====== Available data

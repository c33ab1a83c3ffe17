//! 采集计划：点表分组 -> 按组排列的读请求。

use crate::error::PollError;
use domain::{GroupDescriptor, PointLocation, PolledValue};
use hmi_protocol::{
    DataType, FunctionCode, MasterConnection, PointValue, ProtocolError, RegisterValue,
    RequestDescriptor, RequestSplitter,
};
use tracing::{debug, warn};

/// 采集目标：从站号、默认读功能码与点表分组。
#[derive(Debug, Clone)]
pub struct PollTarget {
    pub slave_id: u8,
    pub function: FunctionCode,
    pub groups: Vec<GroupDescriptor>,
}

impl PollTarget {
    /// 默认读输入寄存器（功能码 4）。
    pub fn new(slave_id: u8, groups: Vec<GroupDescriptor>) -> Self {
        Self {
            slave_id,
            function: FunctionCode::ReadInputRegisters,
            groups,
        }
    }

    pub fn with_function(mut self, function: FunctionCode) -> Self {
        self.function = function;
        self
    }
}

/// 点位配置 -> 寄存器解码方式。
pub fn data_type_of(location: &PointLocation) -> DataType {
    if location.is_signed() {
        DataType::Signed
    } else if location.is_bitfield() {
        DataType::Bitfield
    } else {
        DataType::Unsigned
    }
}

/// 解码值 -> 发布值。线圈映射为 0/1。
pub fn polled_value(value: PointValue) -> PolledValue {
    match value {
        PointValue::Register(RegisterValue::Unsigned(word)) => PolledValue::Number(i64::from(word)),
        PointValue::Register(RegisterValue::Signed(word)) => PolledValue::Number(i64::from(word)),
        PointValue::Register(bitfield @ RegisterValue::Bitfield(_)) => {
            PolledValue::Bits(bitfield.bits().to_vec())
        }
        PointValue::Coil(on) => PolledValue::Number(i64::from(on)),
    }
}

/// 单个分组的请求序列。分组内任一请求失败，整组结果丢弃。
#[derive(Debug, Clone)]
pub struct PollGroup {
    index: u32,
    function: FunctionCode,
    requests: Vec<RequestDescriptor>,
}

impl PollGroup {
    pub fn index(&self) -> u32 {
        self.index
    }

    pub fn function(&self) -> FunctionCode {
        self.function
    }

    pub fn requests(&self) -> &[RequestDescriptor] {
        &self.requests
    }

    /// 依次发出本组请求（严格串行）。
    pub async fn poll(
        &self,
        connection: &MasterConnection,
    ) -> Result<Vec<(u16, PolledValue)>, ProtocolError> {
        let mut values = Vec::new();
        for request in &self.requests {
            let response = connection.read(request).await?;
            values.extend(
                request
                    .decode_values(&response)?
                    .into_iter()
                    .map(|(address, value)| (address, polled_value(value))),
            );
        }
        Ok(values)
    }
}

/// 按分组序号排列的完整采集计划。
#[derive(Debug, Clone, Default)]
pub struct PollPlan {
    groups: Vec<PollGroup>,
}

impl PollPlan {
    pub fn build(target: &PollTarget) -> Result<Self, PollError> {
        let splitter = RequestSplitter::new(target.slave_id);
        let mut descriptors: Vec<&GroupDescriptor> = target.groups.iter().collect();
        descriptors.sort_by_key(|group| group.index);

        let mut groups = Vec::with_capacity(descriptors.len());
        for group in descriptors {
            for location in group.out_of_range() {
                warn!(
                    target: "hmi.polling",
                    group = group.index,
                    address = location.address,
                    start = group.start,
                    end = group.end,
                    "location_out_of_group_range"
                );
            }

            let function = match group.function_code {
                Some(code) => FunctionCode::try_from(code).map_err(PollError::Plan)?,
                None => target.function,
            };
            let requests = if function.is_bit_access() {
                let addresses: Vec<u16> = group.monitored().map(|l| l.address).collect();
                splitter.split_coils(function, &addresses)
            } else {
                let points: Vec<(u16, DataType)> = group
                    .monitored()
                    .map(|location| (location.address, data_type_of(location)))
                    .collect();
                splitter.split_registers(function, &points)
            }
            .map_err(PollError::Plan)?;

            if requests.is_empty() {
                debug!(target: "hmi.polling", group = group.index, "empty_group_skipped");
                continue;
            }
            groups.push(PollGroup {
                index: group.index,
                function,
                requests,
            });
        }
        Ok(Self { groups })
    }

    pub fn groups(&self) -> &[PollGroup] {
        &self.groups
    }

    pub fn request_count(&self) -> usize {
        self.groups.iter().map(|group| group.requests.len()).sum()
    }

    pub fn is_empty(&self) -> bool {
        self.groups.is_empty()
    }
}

============

Faithfully copy every entry, leaving nothing out.

**The completed task:**
repository c33ab1a83c3ffe17
//! 采集计划：点表分组 -> 按组排列的读请求。

use crate::error::PollError;
use domain::{GroupDescriptor, PointLocation, PolledValue};
use hmi_protocol::{
    DataType, FunctionCode, MasterConnection, PointValue, ProtocolError, RegisterValue,
    RequestDescriptor, RequestSplitter,
};
use tracing::{debug, warn};

/// 采集目标：从站号、默认读功能码与点表分组。
#[derive(Debug, Clone)]
pub struct PollTarget {
    pub slave_id: u8,
    pub function: FunctionCode,
    pub groups: Vec<GroupDescriptor>,
}

impl PollTarget {
    /// 默认读输入寄存器（功能码 4）。
    pub fn new(slave_id: u8, groups: Vec<GroupDescriptor>) -> Self {
        Self {
            slave_id,
            function: FunctionCode::ReadInputRegisters,
            groups,
        }
    }

    pub fn with_function(mut self, function: FunctionCode) -> Self {
        self.function = function;
        self
    }
}

/// 点位配置 -> 寄存器解码方式。
pub fn data_type_of(location: &PointLocation) -> DataType {
    if location.is_signed() {
        DataType::Signed
    } else if location.is_bitfield() {
        DataType::Bitfield
    } else {
        DataType::Unsigned
    }
}

/// 解码值 -> 发布值。线圈映射为 0/1。
pub fn polled_value(value: PointValue) -> PolledValue {
    match value {
        PointValue::Register(RegisterValue::Unsigned(word)) => PolledValue::Number(i64::from(word)),
        PointValue::Register(RegisterValue::Signed(word)) => PolledValue::Number(i64::from(word)),
        PointValue::Register(bitfield @ RegisterValue::Bitfield(_)) => {
            PolledValue::Bits(bitfield.bits().to_vec())
        }
        PointValue::Coil(on) => PolledValue::Number(i64::from(on)),
    }
}

/// 单个分组的请求序列。分组内任一请求失败，整组结果丢弃。
#[derive(Debug, Clone)]
pub struct PollGroup {
    index: u32,
    function: FunctionCode,
    requests: Vec<RequestDescriptor>,
}

impl PollGroup {
    pub fn index(&self) -> u32 {
        self.index
    }

    pub fn function(&self) -> FunctionCode {
        self.function
    }

    pub fn requests(&self) -> &[RequestDescriptor] {
        &self.requests
    }

    /// 依次发出本组请求（严格串行）。
    pub async fn poll(
        &self,
        connection: &MasterConnection,
    ) -> Result<Vec<(u16, PolledValue)>, ProtocolError> {
        let mut values = Vec::new();
        for request in &self.requests {
            let response = connection.read(request).await?;
            values.extend(
                request
                    .decode_values(&response)?
                    .into_iter()
                    .map(|(address, value)| (address, polled_value(value))),
            );
        }
        Ok(values)
    }
}

/// 按分组序号排列的完整采集计划。
#[derive(Debug, Clone, Default)]
pub struct PollPlan {
    groups: Vec<PollGroup>,
}

impl PollPlan {
    pub fn build(target: &PollTarget) -> Result<Self, PollError> {
        let splitter = RequestSplitter::new(target.slave_id);
        let mut descriptors: Vec<&GroupDescriptor> = target.groups.iter().collect();
        descriptors.sort_by_key(|group| group.index);

        let mut groups = Vec::with_capacity(descriptors.len());
        for group in descriptors {
            for location in group.out_of_range() {
                warn!(
                    target: "hmi.polling",
                    group = group.index,
                    address = location.address,
                    start = group.start,
                    end = group.end,
                    "location_out_of_group_range"
                );
            }

            let function = match group.function_code {
                Some(code) => FunctionCode::try_from(code).map_err(PollError::Plan)?,
                None => target.function,
            };
            let requests = if function.is_bit_access() {
                let addresses: Vec<u16> = group.monitored().map(|l| l.address).collect();
                splitter.split_coils(function, &addresses)
            } else {
                let points: Vec<(u16, DataType)> = group
                    .monitored()
                    .map(|location| (location.address, data_type_of(location)))
                    .collect();
                splitter.split_registers(function, &points)
            }
            .map_err(PollError::Plan)?;

            if requests.is_empty() {
                debug!(target: "hmi.polling", group = group.index, "empty_group_skipped");
                continue;
            }
            groups.push(PollGroup {
                index: group.index,
                function,
                requests,
            });
        }
        Ok(Self { groups })
    }

    pub fn groups(&self) -> &[PollGroup] {
        &self.groups
    }

    pub fn request_count(&self) -> usize {
        self.groups.iter().map(|group| group.requests.len()).sum()
    }

    pub fn is_empty(&self) -> bool {
        self.groups.is_empty()
    }
}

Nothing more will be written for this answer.